Using Market Breadth To Gauge Market Health (Part 5)

This is part 5 of a multi-part series examining the use of market breadth indicators to judge the state of the market. For an overview of what I’m doing, you’d best start here so you can catch up:

And oh yeah, we finally have an indicator that beats our baseline! Just coincidence that I left this one until the end? Perhaps…

This next market breadth indicator counts all the stocks in the Russell 3000 that are up at least 30% over the last quarter (60 trading days), as well as all the stocks that are down at least 30% for the last 60 days. I’m using historical constituents of the Russell 3000 including delisted stocks to avoid survivorship bias. I am optimizing over the period of 2010-2012 inclusive, and our out-of sample data is 2013-2015 inclusive (well, almost to the end of the year). I also take a look at a wider period of 2000-2015 to see if the system holds up.

We calculate diffusion as before:

dif30qtr = total_up_30 / ( total_up_30 + total_down_30 ) * 100

I’m multiplying by 100 to give it a percent-y feel, but that part isn’t strictly necessary.

Now we need a single threshold for entry and exit as a starting point. And we will require that there be ten days of ‘signal’ (dif30qtr must be above or below the threshold for 10 trading days in a row before action is taken). We buy when we get ten days above the threshold, and sell when we have ten days below. if the indicator thrashes around above and below the threshold without giving 10 days on either side, we maintain the status quo.

Below are the optimization results for 2010-2012.

Thresholds at 10 or below never exited the market, so it was not a threshold that was suitable as a market-health indicator. Fortunately there’s a nice plateau of results in the 65-80 range. The best result was 75, which fortunately is right in the middle of the plateau as well. This means we can have greater confidence that the best value will hold up in out-of-sample testing.

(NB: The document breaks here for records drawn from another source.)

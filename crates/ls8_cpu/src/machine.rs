mod exec;
mod trace;


use ls8_common::Console;

use crate::config::MachineConfig;
use crate::error::MachineError;
use crate::isa::{Decoded, DispatchTable, Opcode};
use crate::memory::Memory;
use crate::regs::{Flags, Registers};

#[derive(Clone, Copy, Debug, PartialEq, Eq)]
pub enum State {
    Running,
    Halted,
}

/// Result of a single successful [`Machine::step`].
#[derive(Clone, Copy, Debug, PartialEq, Eq)]
pub enum StepOutcome {
    Continue,
    Halted,
}

/// The LS-8 machine: 256 bytes of RAM, eight registers and a program counter.
pub struct Machine {
    memory: Memory,
    regs: Registers,
    pc: u8,
    state: State,
    /// Lowest address PUSH may still decrement past; set to the program length.
    stack_floor: usize,
    dispatch: DispatchTable,
    config: MachineConfig,
    /// Instructions retired since the last reset.
    steps: u64,
}

impl Default for Machine {
    fn default() -> Self {
        Self::new()
    }
}

impl std::fmt::Debug for Machine {
    fn fmt(&self, f: &mut std::fmt::Formatter<'_>) -> std::fmt::Result {
        f.debug_struct("Machine")
            .field("pc", &self.pc)
            .field("regs", &self.regs)
            .field("state", &self.state)
            .field("steps", &self.steps)
            .finish_non_exhaustive()
    }
}

impl Machine {
    /// Construct a machine in its power-on state with the default config.
    pub fn new() -> Self {
        Self::with_config(MachineConfig::default())
    }

    pub fn with_config(config: MachineConfig) -> Self {
        Self {
            memory: Memory::new(),
            regs: Registers::default(),
            pc: 0,
            state: State::Running,
            stack_floor: 0,
            dispatch: DispatchTable::new(),
            config,
            steps: 0,
        }
    }

    /// Reset registers, flags and PC to their power-on values.
    ///
    /// Memory (and with it the loaded program) is preserved.
    pub fn reset(&mut self) {
        self.regs = Registers::default();
        self.pc = 0;
        self.state = State::Running;
        self.steps = 0;
    }

    /// Copy `program` to address 0 and point PC at it.
    ///
    /// Memory beyond the program is zeroed. The program's length becomes the
    /// floor the stack may not grow into.
    pub fn load_program(&mut self, program: &[u8]) -> Result<(), MachineError> {
        self.memory.load(program)?;
        self.stack_floor = program.len();
        self.reset();
        log::info!("Loaded {} byte program", program.len());
        Ok(())
    }

    #[inline]
    pub fn ram_read(&self, addr: u8) -> u8 {
        self.memory.read(addr)
    }

    #[inline]
    pub fn ram_write(&mut self, addr: u8, value: u8) {
        self.memory.write(addr, value);
    }

    /// Fetch, decode and execute one instruction.
    pub fn step<C: Console>(&mut self, console: &mut C) -> Result<StepOutcome, MachineError> {
        if self.state == State::Halted {
            return Err(MachineError::Halted);
        }
        if self.config.trace {
            log::trace!("{}", self.trace_line());
        }

        // Always fetch a three byte window; handlers ignore operands they
        // don't take.
        let ir = self.memory.read(self.pc);
        let operand_a = self.memory.read(self.pc.wrapping_add(1));
        let operand_b = self.memory.read(self.pc.wrapping_add(2));
        let decoded = Decoded::new(ir);

        if decoded.is_alu {
            let op = self.decode(ir)?;
            self.exec_alu(op, operand_a, operand_b)?;
        } else if ir == Opcode::Hlt.byte() {
            self.exec_hlt(console)?;
            self.steps += 1;
            return Ok(StepOutcome::Halted);
        } else {
            let op = self.decode(ir)?;
            self.exec_opcode(console, op, operand_a, operand_b)?;
        }

        if !decoded.sets_pc {
            self.pc = self.pc.wrapping_add(decoded.len());
        }
        self.steps += 1;
        Ok(StepOutcome::Continue)
    }

    /// Step until HLT or a fatal error.
    pub fn run<C: Console>(&mut self, console: &mut C) -> Result<(), MachineError> {
        self.state = State::Running;
        let result = loop {
            match self.step(console) {
                Ok(StepOutcome::Continue) => {}
                Ok(StepOutcome::Halted) => break Ok(()),
                Err(err) => break Err(err),
            }
        };
        console.flush().map_err(MachineError::Output)?;
        match &result {
            Ok(()) => log::info!("Halted after {} instructions", self.steps),
            Err(err) => log::error!("Stopped after {} instructions: {}", self.steps, err),
        }
        result
    }

    fn decode(&self, byte: u8) -> Result<Opcode, MachineError> {
        self.dispatch
            .lookup(byte)
            .ok_or(MachineError::UnknownOpcode {
                opcode: byte,
                pc: self.pc,
            })
    }

    /// Read register `index`, failing if the operand names no register.
    #[inline]
    fn reg(&self, index: u8) -> Result<u8, MachineError> {
        self.regs.get(index).ok_or(MachineError::InvalidRegister {
            index,
            pc: self.pc,
        })
    }

    #[inline]
    fn set_reg(&mut self, index: u8, value: u8) -> Result<(), MachineError> {
        let pc = self.pc;
        let slot = self
            .regs
            .get_mut(index)
            .ok_or(MachineError::InvalidRegister { index, pc })?;
        *slot = value;
        Ok(())
    }

    pub fn pc(&self) -> u8 {
        self.pc
    }

    pub fn state(&self) -> State {
        self.state
    }

    pub fn registers(&self) -> &Registers {
        &self.regs
    }

    /// Value of register `index`, or `None` outside R0–R7.
    pub fn register(&self, index: u8) -> Option<u8> {
        self.regs.get(index)
    }

    pub fn flags(&self) -> Flags {
        self.regs.fl
    }

    pub fn memory(&self) -> &Memory {
        &self.memory
    }

    pub fn config(&self) -> &MachineConfig {
        &self.config
    }

    pub fn steps(&self) -> u64 {
        self.steps
    }
}
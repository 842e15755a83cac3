use crate::error::MachineError;
use crate::machine::Machine;
use crate::STACK_BASE;

impl Machine {
    /// Push with the stack-floor check: decrement SP, then write.
    pub(in crate::machine) fn push_u8(&mut self, value: u8) -> Result<(), MachineError> {
        let sp = self.regs.sp();
        if usize::from(sp) <= self.stack_floor {
            return Err(MachineError::StackOverflow { sp, pc: self.pc });
        }
        self.push_u8_unchecked(value);
        Ok(())
    }

    /// Push without the floor check. SP wraps below address 0.
    fn push_u8_unchecked(&mut self, value: u8) {
        let sp = self.regs.sp().wrapping_sub(1);
        self.regs.set_sp(sp);
        self.memory.write(sp, value);
    }

    /// Top of the stack, without moving SP.
    fn peek_u8(&self) -> Result<u8, MachineError> {
        let sp = self.regs.sp();
        if sp >= STACK_BASE {
            return Err(MachineError::StackUnderflow { sp, pc: self.pc });
        }
        Ok(self.memory.read(sp))
    }

    /// Read the top of the stack, then increment SP.
    pub(in crate::machine) fn pop_u8(&mut self) -> Result<u8, MachineError> {
        let value = self.peek_u8()?;
        self.regs.set_sp(self.regs.sp().wrapping_add(1));
        Ok(value)
    }

    pub(super) fn exec_push(&mut self, a: u8) -> Result<(), MachineError> {
        let value = self.reg(a)?;
        self.push_u8(value)
    }

    /// POP: `reg[a] = memory[SP]`, then SP += 1.
    ///
    /// The increment reads SP after the write, so `POP R7` leaves SP one past
    /// the popped byte.
    pub(super) fn exec_pop(&mut self, a: u8) -> Result<(), MachineError> {
        // Validate the destination before touching the stack.
        self.reg(a)?;
        let value = self.peek_u8()?;
        self.set_reg(a, value)?;
        self.regs.set_sp(self.regs.sp().wrapping_add(1));
        Ok(())
    }

    /// CALL: push the address after this two-byte instruction and jump to
    /// the address held in `reg[a]`.
    pub(super) fn exec_call(&mut self, a: u8) -> Result<(), MachineError> {
        let target = self.reg(a)?;
        let ret = self.pc.wrapping_add(2);
        if self.config.guard_call {
            self.push_u8(ret)?;
        } else {
            self.push_u8_unchecked(ret);
        }
        self.pc = target;
        Ok(())
    }

    pub(super) fn exec_ret(&mut self) -> Result<(), MachineError> {
        self.pc = self.pop_u8()?;
        Ok(())
    }
}
use ls8_common::Console;

use crate::error::MachineError;
use crate::machine::{Machine, State};

impl Machine {
    pub(super) fn exec_ldi(&mut self, a: u8, immediate: u8) -> Result<(), MachineError> {
        self.set_reg(a, immediate)
    }

    /// LD: `reg[a] = memory[reg[b]]`.
    pub(super) fn exec_ld(&mut self, a: u8, b: u8) -> Result<(), MachineError> {
        let addr = self.reg(b)?;
        let value = self.memory.read(addr);
        self.set_reg(a, value)
    }

    /// ST: `memory[reg[a]] = reg[b]`.
    pub(super) fn exec_st(&mut self, a: u8, b: u8) -> Result<(), MachineError> {
        let addr = self.reg(a)?;
        let value = self.reg(b)?;
        self.memory.write(addr, value);
        Ok(())
    }

    pub(super) fn exec_prn<C: Console>(
        &mut self,
        console: &mut C,
        a: u8,
    ) -> Result<(), MachineError> {
        let value = self.reg(a)?;
        console.write_number(value).map_err(MachineError::Output)
    }

    pub(super) fn exec_pra<C: Console>(
        &mut self,
        console: &mut C,
        a: u8,
    ) -> Result<(), MachineError> {
        let value = self.reg(a)?;
        console.write_char(value).map_err(MachineError::Output)
    }

    pub(in crate::machine) fn exec_hlt<C: Console>(
        &mut self,
        console: &mut C,
    ) -> Result<(), MachineError> {
        self.state = State::Halted;
        log::debug!("HLT at {:#04X}, registers {:02X?}", self.pc, self.regs.as_array());
        if self.config.echo_on_halt {
            let r0 = self.regs.as_array()[0];
            console.write_number(r0).map_err(MachineError::Output)?;
        }
        Ok(())
    }
}
use crate::error::MachineError;
use crate::isa::Opcode;
use crate::machine::Machine;
use crate::regs::Flags;

impl Machine {
    #[inline]
    fn jump_condition(&self, op: Opcode) -> bool {
        let fl = self.regs.fl;
        match op {
            Opcode::Jmp => true,
            Opcode::Jeq => fl.contains(Flags::EQUAL),
            Opcode::Jne => !fl.contains(Flags::EQUAL),
            Opcode::Jgt => fl.contains(Flags::GREATER),
            Opcode::Jlt => fl.contains(Flags::LESS),
            Opcode::Jle => fl.intersects(Flags::LESS | Flags::EQUAL),
            Opcode::Jge => fl.intersects(Flags::GREATER | Flags::EQUAL),
            _ => unreachable!("{} is not a jump", op),
        }
    }

    /// JMP and the conditional jumps. Target is `reg[a]`; a jump not taken
    /// steps over this two-byte instruction.
    pub(super) fn exec_jump(&mut self, op: Opcode, a: u8) -> Result<(), MachineError> {
        let target = self.reg(a)?;
        self.pc = if self.jump_condition(op) {
            target
        } else {
            self.pc.wrapping_add(op.decoded().len())
        };
        Ok(())
    }
}
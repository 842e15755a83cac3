use std::cmp::Ordering;

use bitflags::bitflags;

use crate::{NUM_REGS, SP, STACK_BASE};

bitflags! {
    /// The `FL` register, laid out as `0b00000LGE`.
    ///
    /// Only CMP writes it; the conditional jumps read it.
    #[derive(Clone, Copy, Debug, Default, PartialEq, Eq)]
    pub struct Flags: u8 {
        const EQUAL = 0b0000_0001;
        const GREATER = 0b0000_0010;
        const LESS = 0b0000_0100;
    }
}

impl Flags {
    /// Flags produced by comparing `lhs` against `rhs`.
    pub fn compare(lhs: u8, rhs: u8) -> Self {
        match lhs.cmp(&rhs) {
            Ordering::Less => Flags::LESS,
            Ordering::Equal => Flags::EQUAL,
            Ordering::Greater => Flags::GREATER,
        }
    }
}

/// Register file: R0–R7 plus the flags register.
///
/// R7 doubles as the stack pointer.
#[derive(Clone, Copy, Debug, PartialEq, Eq)]
pub struct Registers {
    gpr: [u8; NUM_REGS],
    pub fl: Flags,
}

impl Default for Registers {
    fn default() -> Self {
        let mut gpr = [0; NUM_REGS];
        gpr[SP as usize] = STACK_BASE;
        Self {
            gpr,
            fl: Flags::empty(),
        }
    }
}

impl Registers {
    /// Value of register `index`, or `None` if there is no such register.
    #[inline]
    pub fn get(&self, index: u8) -> Option<u8> {
        self.gpr.get(index as usize).copied()
    }

    #[inline]
    pub fn get_mut(&mut self, index: u8) -> Option<&mut u8> {
        self.gpr.get_mut(index as usize)
    }

    #[inline]
    pub fn sp(&self) -> u8 {
        self.gpr[SP as usize]
    }

    #[inline]
    pub fn set_sp(&mut self, value: u8) {
        self.gpr[SP as usize] = value;
    }

    pub fn as_array(&self) -> &[u8; NUM_REGS] {
        &self.gpr
    }
}

#[cfg(test)]
mod tests {
    use super::*;

    #[test]
    fn power_on_state() {
        let regs = Registers::default();
        assert_eq!(regs.as_array(), &[0, 0, 0, 0, 0, 0, 0, 0xF4]);
        assert_eq!(regs.sp(), STACK_BASE);
        assert!(regs.fl.is_empty());
    }

    #[test]
    fn out_of_range_index_is_none() {
        let mut regs = Registers::default();
        assert_eq!(regs.get(8), None);
        assert!(regs.get_mut(0xFF).is_none());
    }

    #[test]
    fn compare_sets_exactly_one_flag() {
        assert_eq!(Flags::compare(1, 2), Flags::LESS);
        assert_eq!(Flags::compare(2, 2), Flags::EQUAL);
        assert_eq!(Flags::compare(3, 2), Flags::GREATER);
        assert_eq!(Flags::compare(3, 2).bits(), 0b0000_0010);
    }
}
use crate::error::MachineError;
use crate::isa::Opcode;
use crate::machine::Machine;
use crate::regs::Flags;

impl Machine {
    /// Run an ALU instruction on `reg[a]` and `reg[b]`.
    ///
    /// Registers are 8 bits wide and every operation wraps.
    pub(in crate::machine) fn exec_alu(
        &mut self,
        op: Opcode,
        a: u8,
        b: u8,
    ) -> Result<(), MachineError> {
        debug_assert!(op.decoded().is_alu);

        let lhs = self.reg(a)?;
        let result = match op {
            // Single-operand group: `b` is never read.
            Opcode::Inc => lhs.wrapping_add(1),
            Opcode::Dec => lhs.wrapping_sub(1),
            Opcode::Not => !lhs,

            Opcode::Add => lhs.wrapping_add(self.reg(b)?),
            Opcode::Sub => lhs.wrapping_sub(self.reg(b)?),
            Opcode::Mul => lhs.wrapping_mul(self.reg(b)?),
            Opcode::Div | Opcode::Mod => {
                let rhs = self.reg(b)?;
                let quotient = if op == Opcode::Div {
                    lhs.checked_div(rhs)
                } else {
                    lhs.checked_rem(rhs)
                };
                match quotient {
                    Some(value) => value,
                    None => {
                        // Recoverable: leave reg[a] alone and keep going.
                        log::warn!(
                            "division by zero is undefined: {} R{}, R{} at {:#04X}",
                            op,
                            a,
                            b,
                            self.pc
                        );
                        return Ok(());
                    }
                }
            }
            Opcode::And => lhs & self.reg(b)?,
            Opcode::Or => lhs | self.reg(b)?,
            Opcode::Xor => lhs ^ self.reg(b)?,
            Opcode::Shl => lhs.checked_shl(u32::from(self.reg(b)?)).unwrap_or(0),
            Opcode::Shr => lhs.checked_shr(u32::from(self.reg(b)?)).unwrap_or(0),
            Opcode::Cmp => {
                self.regs.fl = Flags::compare(lhs, self.reg(b)?);
                return Ok(());
            }
            _ => unreachable!("{} is not an ALU opcode", op),
        };
        self.set_reg(a, result)
    }
}
// SPDX-License-Identifier: MIT OR Apache-2.0

mod config;
mod render;

use std::io::{self, Read, Write};

use clap::{Parser, Subcommand};
use libspicetify_installer::{
    AnsiRenderer, Controller, ExecutionReport, Host, InstallerBadge, JsonOutput, Operation,
    StyleRun, SystemHost, ToolBadge, UpdateAction, VersionInfo, Verbosity,
};
use serde::Serialize;

use crate::{config::CliConfig, render::RunJson};

mod exit_codes {
    pub const SUCCESS: i32 = 0;
    pub const PARTIAL_FAILURE: i32 = 1;
    pub const FATAL_ERROR: i32 = 2;
}

mod ansi {
    pub const BOLD: &str = "\x1b[1m";
    pub const RESET: &str = "\x1b[0m";

    #[inline]
    pub fn bold(s: &str) -> String {
        format!("{BOLD}{s}{RESET}")
    }
}

type CmdResult = Result<i32, libspicetify_installer::Error>;

#[derive(Parser)]
#[command(name = "spicetify-installer")]
#[command(about = "install, repair, back up and uninstall spicetify")]
#[command(version)]
struct Cli {
    #[command(subcommand)]
    command: Option<Commands>,

    /// enable verbose output
    #[arg(short, long, global = true)]
    verbose: bool,

    /// output results as json
    #[arg(long, global = true)]
    json: bool,

    /// skip github release lookups
    #[arg(long, global = true)]
    offline: bool,

    /// open configuration file in editor
    #[arg(long)]
    edit_config: bool,
}

#[derive(Subcommand)]
enum Commands {
    /// list the available operations
    List,
    /// run an operation (install, repair, backup, uninstall)
    Run {
        operation: String,
    },
    /// show installer and spicetify versions and available updates
    Versions,
    /// show where spicetify is installed
    Locate,
    /// download and start the latest installer release
    SelfUpdate {
        /// update even when this build is newer than the latest release
        #[arg(long)]
        force: bool,
    },
    /// open the spicetify faq in the browser
    Faq,
    /// render text with ansi color codes read from stdin
    Render {
        /// print html markup
        #[arg(long, conflicts_with = "runs")]
        html: bool,

        /// print the styled runs as json
        #[arg(long)]
        runs: bool,
    },
}

fn main() {
    let cli = Cli::parse();

    if cli.edit_config {
        if let Err(e) = CliConfig::edit_config() {
            output_error(&cli, &e.to_string());
            std::process::exit(exit_codes::FATAL_ERROR);
        }
        return;
    }

    let mut config = match CliConfig::load() {
        Ok(c) => c,
        Err(e) => {
            output_error(&cli, &format!("failed to load config: {e}"));
            std::process::exit(exit_codes::FATAL_ERROR);
        }
    };

    if cli.offline {
        config.inner = config.inner.with_check_online(false);
    }

    let verbosity = if cli.verbose {
        Verbosity::Verbose
    } else {
        config.verbosity
    };

    let result = match cli.command.as_ref().unwrap_or(&Commands::List) {
        Commands::List => cmd_list(&cli, &config, verbosity),
        Commands::Run { operation } => cmd_run(&cli, &config, operation, verbosity),
        Commands::Versions => cmd_versions(&cli, &config, verbosity),
        Commands::Locate => cmd_locate(&cli, &config),
        Commands::SelfUpdate { force } => cmd_self_update(&cli, &config, *force, verbosity),
        Commands::Faq => cmd_faq(&cli, &config),
        Commands::Render { html, runs } => cmd_render(*html, *runs),
    };

    match result {
        Ok(code) => std::process::exit(code),
        Err(e) => {
            output_error(&cli, &e.to_string());
            std::process::exit(exit_codes::FATAL_ERROR);
        }
    }
}

fn output_error(cli: &Cli, msg: &str) {
    if cli.json {
        let output: JsonOutput<()> = JsonOutput::err(msg);
        if let Ok(json) = serde_json::to_string(&output) {
            println!("{json}");
        }
    } else {
        eprintln!("{} {msg}", ansi::bold("error:"));
    }
}

fn print_json<T: Serialize>(data: T) -> CmdResult {
    let output = JsonOutput::ok(data);
    println!("{}", serde_json::to_string_pretty(&output)?);
    Ok(exit_codes::SUCCESS)
}

fn use_color() -> bool {
    atty::is(atty::Stream::Stdout)
}

fn controller(config: &CliConfig) -> Result<Controller<SystemHost>, libspicetify_installer::Error> {
    let host = SystemHost::new(config.inner.clone())?;
    Ok(Controller::new(host, config.inner.clone()))
}

#[derive(Serialize)]
struct OperationJson {
    operation: Operation,
    name: &'static str,
    command: String,
    description: &'static str,
}

fn cmd_list(cli: &Cli, config: &CliConfig, verbosity: Verbosity) -> CmdResult {
    let operations: Vec<OperationJson> = Operation::all()
        .iter()
        .map(|op| OperationJson {
            operation: *op,
            name: op.name(),
            command: op.command(config),
            description: op.description(),
        })
        .collect();

    if cli.json {
        return print_json(&operations);
    }

    if verbosity == Verbosity::Quiet {
        for op in &operations {
            println!("{}", op.name);
        }
        return Ok(exit_codes::SUCCESS);
    }

    let name_width = operations.iter().map(|o| o.name.len()).max().unwrap_or(10).max(10);

    println!("{:<name_width$}  DESCRIPTION", "NAME");
    println!("{}", "-".repeat(name_width + 40));

    for op in &operations {
        println!("{:<name_width$}  {}", op.name, op.description);
        if verbosity == Verbosity::Verbose {
            println!("{:<name_width$}  > {}", "", op.command);
        }
    }

    Ok(exit_codes::SUCCESS)
}

#[derive(Serialize)]
struct RunJsonOutput {
    #[serde(flatten)]
    report: ExecutionReport,
    output: String,
}

fn cmd_run(cli: &Cli, config: &CliConfig, operation: &str, verbosity: Verbosity) -> CmdResult {
    let operation: Operation = operation.parse()?;
    let mut controller = controller(config)?;
    controller.select(operation);

    let color = use_color();
    let stream = !cli.json && verbosity != Verbosity::Quiet;

    let mut sink = |runs: &[StyleRun]| {
        if stream {
            print!("{}", render::to_terminal(runs, color));
            io::stdout().flush().ok();
        }
    };

    let Some(report) = controller.execute(&mut sink) else {
        return Err(libspicetify_installer::Error::other(
            "an operation is already running",
        ));
    };

    if cli.json {
        let output: String = controller.output().iter().map(|r| r.text.as_str()).collect();
        let code = report.exit_code();
        print_json(RunJsonOutput { report, output })?;
        return Ok(code);
    }

    if verbosity == Verbosity::Quiet {
        match &report.error {
            None => println!("{}", ansi::bold("success")),
            Some(e) => eprintln!("{} {e}", ansi::bold("failed:")),
        }
    }

    Ok(report.exit_code())
}

#[derive(Serialize)]
struct VersionsJson<'a> {
    info: &'a VersionInfo,
    installer: Option<InstallerBadge>,
    tool: ToolBadge,
    #[serde(skip_serializing_if = "Option::is_none")]
    notice: Option<String>,
}

fn cmd_versions(cli: &Cli, config: &CliConfig, verbosity: Verbosity) -> CmdResult {
    let mut controller = controller(config)?;
    controller.refresh_versions();

    let installer = controller.installer_badge();
    let tool = controller.tool_badge();
    let notice = controller.update_notice().map(|n| n.to_string());
    let info = controller.versions().cloned().unwrap_or_default();

    if cli.json {
        return print_json(VersionsJson {
            info: &info,
            installer,
            tool,
            notice,
        });
    }

    if let Some(badge) = &installer {
        match &badge.title {
            Some(title) if verbosity != Verbosity::Quiet => {
                println!("{} {} ({title})", ansi::bold("installer:"), badge.label)
            }
            _ => println!("{} {}", ansi::bold("installer:"), badge.label),
        }
    }
    println!("{} {}", ansi::bold("spicetify:"), tool.label);

    if verbosity == Verbosity::Verbose
        && let Some(latest) = &info.latest_tool_version
    {
        println!("{} latest spicetify release is v{latest}", ansi::bold("info:"));
    }

    if let Some(notice) = notice {
        println!();
        println!("{} {notice}", ansi::bold("notice:"));
    }

    Ok(exit_codes::SUCCESS)
}

fn cmd_locate(cli: &Cli, config: &CliConfig) -> CmdResult {
    let report = libspicetify_installer::locate_tool(config);

    if cli.json {
        return print_json(&report);
    }

    print!("{report}");

    if report.is_installed() {
        Ok(exit_codes::SUCCESS)
    } else {
        Ok(exit_codes::PARTIAL_FAILURE)
    }
}

fn cmd_self_update(cli: &Cli, config: &CliConfig, force: bool, verbosity: Verbosity) -> CmdResult {
    let mut controller = controller(config)?;
    let action = controller.update_action();

    let apply = match &action {
        UpdateAction::OfferInstallerUpdate { latest, .. } => {
            if !cli.json && verbosity != Verbosity::Quiet {
                println!("{} updating to v{latest}", ansi::bold("update:"));
            }
            true
        }
        UpdateAction::ShowUnreleasedWarning { current, latest } => {
            if !cli.json {
                eprintln!(
                    "{} you are running v{current}, which is newer than the latest release v{latest}",
                    ansi::bold("warn:")
                );
                if !force {
                    eprintln!("run with --force to install the latest stable release");
                }
            }
            force
        }
        UpdateAction::OfferToolUpdate => {
            if !cli.json && verbosity != Verbosity::Quiet {
                println!(
                    "{} a spicetify update is available, run `spicetify-installer run install`",
                    ansi::bold("info:")
                );
            }
            false
        }
        UpdateAction::Nothing => {
            if !cli.json && verbosity != Verbosity::Quiet {
                println!("{} no updates available", ansi::bold("info:"));
            }
            false
        }
    };

    if apply {
        let show_progress = !cli.json && verbosity == Verbosity::Verbose;
        let id = show_progress.then(|| {
            controller
                .host()
                .subscribe_progress(Box::new(|v: u8| eprintln!("{} {v}%", ansi::bold("progress:"))))
        });

        let result = controller.apply_self_update();
        if let Some(id) = id {
            controller.host().unsubscribe_progress(id);
        }
        result?;

        if !cli.json && verbosity != Verbosity::Quiet {
            println!("{} installer started, this window can be closed", ansi::bold("success:"));
        }
    }

    if cli.json {
        return print_json(&action);
    }

    Ok(exit_codes::SUCCESS)
}

fn cmd_faq(cli: &Cli, config: &CliConfig) -> CmdResult {
    let host = SystemHost::new(config.inner.clone())?;
    host.open_faq()?;

    if cli.json {
        return print_json(&config.faq_url);
    }

    println!("{} opened {}", ansi::bold("info:"), config.faq_url);
    Ok(exit_codes::SUCCESS)
}

fn cmd_render(html: bool, runs: bool) -> CmdResult {
    let mut input = String::new();
    io::stdin().read_to_string(&mut input)?;

    let rendered = AnsiRenderer::new().render(&input);

    if html {
        print!("{}", rendered.to_markup());
    } else if runs {
        let runs = rendered.runs();
        let json: Vec<RunJson> = runs.iter().map(RunJson::from).collect();
        println!("{}", serde_json::to_string_pretty(&json)?);
    } else {
        print!("{}", render::to_terminal(&rendered.runs(), use_color()));
    }

    io::stdout().flush()?;
    Ok(exit_codes::SUCCESS)
}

Next we see if there is an exit threshold lower than 75 that increases performance:

Nope! Looks like 75 works best for an exit as well. Now let’s take a look at our equity curve and results for a 75 in/out threshold in our in-sample testing:

Five trades, three of which were winners. Average number of days per trade is 80 days. We are in the market just over half the time. CAR/MDD is 0.50.

And our out-of-sample testing…

On the down side, it kept us out of 2014 for much of the time, even though the year was an up year. However it also kept us out of almost all of 2015, which in my book is a good thing. Total number of trades was 4, of which 3 were winners. The average trade lasted 83 bars, although that’s very skewed since one was a very long one and the others were very short. We were in the market just 44% of the time. CAR/MDD was…wait for it…1.05! Which handily beats our baseline moving-average indicator (which was 0.69 for the OOS period).

Our longer period of 2000-2015 looks like this:

Note how well this indicator missed the 2008 crash.

This “30% up/down over 60 trading days” indicator really shines through, beating not only our baseline but all the other breadth indicators we tried as well. Here’s how it looks in action, using AmiBroker.

The blue line is the breadth reading. Red bars mean the previous ten bars were below threshold, green means the previous ten bars were above threshold, and no color means the breadth indicator was wobbling above and below the threshold line (which is also green).

There sure is a lot of red.

I like how this indicator said “get the heck out!” long before the market fell off a cliff in August. Coulda saved me some money!

Next post will wrap everything up. I’ll compare the breadth indicators side by side, talk briefly about some other breadth types I tested that were complete failures, and hint at some other ways to use breadth indicators.

4 thoughts on “Using Market Breadth To Gauge Market Health (Part 5)”

1. Excellent work! Can you share the Amibroker code for this indicator?

Happy Holidays,
Vance Regan

1. money matt says:

Thanks! I’ll do a new post with the code.

2. Andrew Bannerman says:

Cool work! I just stumbled across this and I am about to do similar metrics of breadth on the S&P500 constituents, I have the historical list of changes to 1970 and intend to build the SP500 lists in order to calculate these metrics like you have above!

My question would be: Where did you obtain the historical Russel constituent list? The russel list of stocks changes throughout history?

Thanks!
Andrew

1. money matt says:

Thanks for your comments Andrew. I use Norgate Premium Data, which maintains lists of historical index constituents.